Saved data entries:
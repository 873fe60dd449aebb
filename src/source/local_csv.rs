use crate::source::error::SourceError;
use crate::types::raw_slot::{CloudGroup, MainGroup, RawForecast, RawSlot, WeatherTag, WindGroup};
use bon::bon;
use log::{info, warn};
use polars::prelude::*;
use serde_json::Value;
use std::path::{Path, PathBuf};

/// File name prefix shared by exported series and local fallback files.
pub const FILE_PREFIX: &str = "weather_data_";
pub const FILE_EXTENSION: &str = ".csv";

const METERS_PER_KILOMETER: f64 = 1000.0;

/// Reads forecast data from `weather_data_<city>.csv` files in a directory.
///
/// The files use the column layout produced by [`ForecastSeries::write_csv`]. Each row
/// is turned back into a [`RawSlot`] so it flows through the same normalizer as a
/// provider response.
///
/// [`ForecastSeries::write_csv`]: crate::ForecastSeries::write_csv
#[derive(Debug, Clone)]
pub struct LocalCsvSource {
    directory: PathBuf,
}

#[bon]
impl LocalCsvSource {
    /// Creates a source over `directory`, defaulting to the current working directory.
    #[builder]
    pub fn new(#[builder(into)] directory: Option<PathBuf>) -> Self {
        Self {
            directory: directory.unwrap_or_else(|| PathBuf::from(".")),
        }
    }

    pub fn directory(&self) -> &Path {
        &self.directory
    }

    /// Loads the first matching, readable, non-empty file for `city`.
    ///
    /// Returns `Ok(None)` when no such file exists. Candidates are tried in file name
    /// order; a candidate that cannot be parsed as CSV is skipped with a warning. Only
    /// failing to list the directory itself is an error.
    pub fn load(&self, city: &str) -> Result<Option<RawForecast>, SourceError> {
        for path in self.candidates(city)? {
            let slots = match read_csv_slots(&path) {
                Ok(slots) => slots,
                Err(e) => {
                    warn!("Skipping unreadable forecast file {:?}: {}", path, e);
                    continue;
                }
            };
            if slots.is_empty() {
                warn!("Forecast file {:?} has no rows, skipping", path);
                continue;
            }
            info!(
                "Loaded local forecast fallback {:?} ({} rows) for '{}'",
                path,
                slots.len(),
                city
            );
            return Ok(Some(RawForecast::new(city, slots)));
        }

        info!(
            "No local forecast file for '{}' in {:?}",
            city, self.directory
        );
        Ok(None)
    }

    /// Files in the directory whose name matches `city`, sorted by name.
    fn candidates(&self, city: &str) -> Result<Vec<PathBuf>, SourceError> {
        let entries = std::fs::read_dir(&self.directory)
            .map_err(|e| SourceError::DirectoryRead(self.directory.clone(), e))?;

        let mut paths: Vec<PathBuf> = entries
            .filter_map(Result::ok)
            .map(|entry| entry.path())
            .filter(|path| path.is_file())
            .filter(|path| {
                path.file_name()
                    .and_then(|name| name.to_str())
                    .is_some_and(|name| matches_city(name, city))
            })
            .collect();
        paths.sort();
        Ok(paths)
    }
}

impl Default for LocalCsvSource {
    fn default() -> Self {
        Self::builder().build()
    }
}

/// Whether `file_name` is a forecast file for `city`. Case-insensitive; the city only
/// needs to appear somewhere in the name.
pub fn matches_city(file_name: &str, city: &str) -> bool {
    let name = file_name.to_lowercase();
    name.starts_with(FILE_PREFIX)
        && name.ends_with(FILE_EXTENSION)
        && name.contains(&city.trim().to_lowercase())
}

/// Column only present in files written by [`ForecastSeries::write_csv`], whose `pop`
/// column is always a percentage.
///
/// [`ForecastSeries::write_csv`]: crate::ForecastSeries::write_csv
const EXPORT_MARKER_COLUMN: &str = "wind_kmh";

/// Scales a percentage back to a fraction.
///
/// With `always_percent` every value is divided by 100. Otherwise only values above 1
/// are; values at or below 1 are taken as fractions already.
fn pop_fraction(pop: Option<f64>, always_percent: bool) -> f64 {
    match pop {
        Some(value) if always_percent || value > 1.0 => value / 100.0,
        Some(value) => value,
        None => 0.0,
    }
}

fn float_column(df: &DataFrame, name: &str) -> PolarsResult<Vec<Option<f64>>> {
    match df.column(name) {
        Ok(column) => {
            let series = column.as_materialized_series().cast(&DataType::Float64)?;
            Ok(series.f64()?.into_iter().collect())
        }
        Err(_) => Ok(vec![None; df.height()]),
    }
}

fn text_column(df: &DataFrame, name: &str) -> PolarsResult<Vec<Option<String>>> {
    match df.column(name) {
        Ok(column) => {
            let series = column.as_materialized_series().cast(&DataType::String)?;
            Ok(series
                .str()?
                .into_iter()
                .map(|value| value.map(str::to_string))
                .collect())
        }
        Err(_) => Ok(vec![None; df.height()]),
    }
}

fn number(value: Option<f64>) -> Option<Value> {
    value.map(Value::from)
}

fn text(value: Option<&String>) -> Option<Value> {
    value.map(|text| Value::from(text.as_str()))
}

/// Reads one CSV file into raw slots, one per row.
///
/// Missing columns and empty cells become absent fields. `visibility` is stored in
/// kilometers and converted back to meters.
fn read_csv_slots(path: &Path) -> Result<Vec<RawSlot>, SourceError> {
    let df = CsvReadOptions::default()
        .with_has_header(true)
        .try_into_reader_with_file_path(Some(path.to_path_buf()))
        .map_err(|e| SourceError::CsvRead(path.to_path_buf(), e))?
        .finish()
        .map_err(|e| SourceError::CsvRead(path.to_path_buf(), e))?;

    let floats = |name: &str| {
        float_column(&df, name).map_err(|e| SourceError::CsvColumn {
            path: path.to_path_buf(),
            column: name.to_string(),
            source: e,
        })
    };
    let texts = |name: &str| {
        text_column(&df, name).map_err(|e| SourceError::CsvColumn {
            path: path.to_path_buf(),
            column: name.to_string(),
            source: e,
        })
    };

    let time = texts("time")?;
    let temp = floats("temp")?;
    let temp_min = floats("temp_min")?;
    let temp_max = floats("temp_max")?;
    let feels_like = floats("feels_like")?;
    let humidity = floats("humidity")?;
    let pressure = floats("pressure")?;
    let wind_speed = floats("wind_speed")?;
    let wind_deg = floats("wind_deg")?;
    let clouds = floats("clouds")?;
    let pop = floats("pop")?;
    let pop_is_percent = df.column(EXPORT_MARKER_COLUMN).is_ok();
    let visibility = floats("visibility")?;
    let description = texts("description")?;
    let icon = texts("icon")?;

    let slots = (0..df.height())
        .map(|i| RawSlot {
            dt_txt: text(time[i].as_ref()),
            dt: None,
            main: Some(MainGroup {
                temp: number(temp[i]),
                feels_like: number(feels_like[i]),
                temp_min: number(temp_min[i]),
                temp_max: number(temp_max[i]),
                humidity: number(humidity[i]),
                pressure: number(pressure[i]),
            }),
            wind: Some(WindGroup {
                speed: number(wind_speed[i]),
                deg: number(wind_deg[i]),
            }),
            clouds: Some(CloudGroup {
                all: number(clouds[i]),
            }),
            weather: Some(vec![WeatherTag {
                description: text(description[i].as_ref()),
                icon: text(icon[i].as_ref()),
            }]),
            pop: Some(Value::from(pop_fraction(pop[i], pop_is_percent))),
            visibility: number(visibility[i].map(|km| km * METERS_PER_KILOMETER)),
        })
        .collect();
    Ok(slots)
}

**Task to carry out**
Across all the entries, count the lines that contain the string "Reads", and give that number without anything else.

**Reply**
2